### Problem description
Each line from the beginning of the data below through the line containing "renamed inner views." should be repeated exactly, please.

### Information given
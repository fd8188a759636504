//! Buffer localization.
//!
//! `fixup_refs` re-binds inner views after a refinement changes its storage
//! (new location, offset, or strides). The localize pass sinks allocations
//! used by a single nested block down into that block.

use stratum_ir::{Affine, Block, RefDir, Tags};

use crate::alias::run_on_blocks;
use crate::error::CodegenError;

/// Propagates `name`'s location, offset, banking, and strides into every
/// nested view that borrows it, recursing through renamed inner views.
pub fn fixup_refs(block: &mut Block, name: &str) -> Result<(), CodegenError> {
    let Ok(outer) = block.ref_by_into(name) else {
        return Ok(());
    };
    let location = outer.location.clone();
    let offset = outer.offset;
    let bank_dim = outer.bank_dim;
    let strides: Vec<i64> = outer.interior_shape.dims.iter().map(|d| d.stride).collect();

    for stmt in &mut block.stmts {
        let Some(inner) = stmt.as_block_mut() else {
            continue;
        };
        let mut renamed = Vec::new();
        for r in &mut inner.refs {
            if r.from != name {
                continue;
            }
            r.location = location.clone();
            r.offset = offset;
            r.bank_dim = bank_dim;
            for (dim, &stride) in r.interior_shape.dims.iter_mut().zip(&strides) {
                dim.stride = stride;
            }
            renamed.push(r.into.clone());
        }
        for inner_name in renamed {
            fixup_refs(inner, &inner_name)?;
        }
    }
    Ok(())
}

/// Sinks a local allocation into the one nested block that uses it.
///
/// The inner view becomes the allocation; the outer refinement disappears.
fn localize_ref(block: &mut Block, name: &str) -> Result<(), CodegenError> {
    let Some(pos) = block.refs.iter().position(|r| r.into == name) else {
        return Ok(());
    };
    let outer = block.refs[pos].clone();
    for stmt in &mut block.stmts {
        let Some(inner) = stmt.as_block_mut() else {
            continue;
        };
        let mut sunk = Vec::new();
        for r in &mut inner.refs {
            if r.from != name {
                continue;
            }
            r.dir = RefDir::None;
            r.from = String::new();
            r.location = outer.location.clone();
            r.access = vec![Affine::zero(); r.access.len()];
            sunk.push(r.into.clone());
        }
        for inner_name in sunk {
            fixup_refs(inner, &inner_name)?;
        }
    }
    block.refs.remove(pos);
    Ok(())
}

/// For each matching block, moves allocations consumed by exactly one nested
/// block down into that block.
pub fn localize_pass(root: &mut Block, reqs: &Tags) -> Result<(), CodegenError> {
    run_on_blocks(root, reqs, |map, block| {
        let counts = map.ref_use_counts(block);
        let candidates: Vec<String> = block
            .refs
            .iter()
            .filter(|r| r.dir == RefDir::None)
            .filter(|r| counts.get(&r.into).copied().unwrap_or(0) == 1)
            .filter(|r| {
                block.stmts.iter().any(|stmt| {
                    stmt.as_block().is_some()
                        && (stmt.buffer_reads().contains(&r.into.as_str())
                            || stmt.buffer_writes().contains(&r.into.as_str()))
                })
            })
            .map(|r| r.into.clone())
            .collect();
        for name in candidates {
            localize_ref(block, &name)?;
        }
        Ok(())
    })
}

### Answer section
repository fd8188a759636504
//! Buffer localization.
//!
//! `fixup_refs` re-binds inner views after a refinement changes its storage
//! (new location, offset, or strides). The localize pass sinks allocations
//! used by a single nested block down into that block.

use stratum_ir::{Affine, Block, RefDir, Tags};

use crate::alias::run_on_blocks;
use crate::error::CodegenError;

/// Propagates `name`'s location, offset, banking, and strides into every
/// nested view that borrows it, recursing through renamed inner views.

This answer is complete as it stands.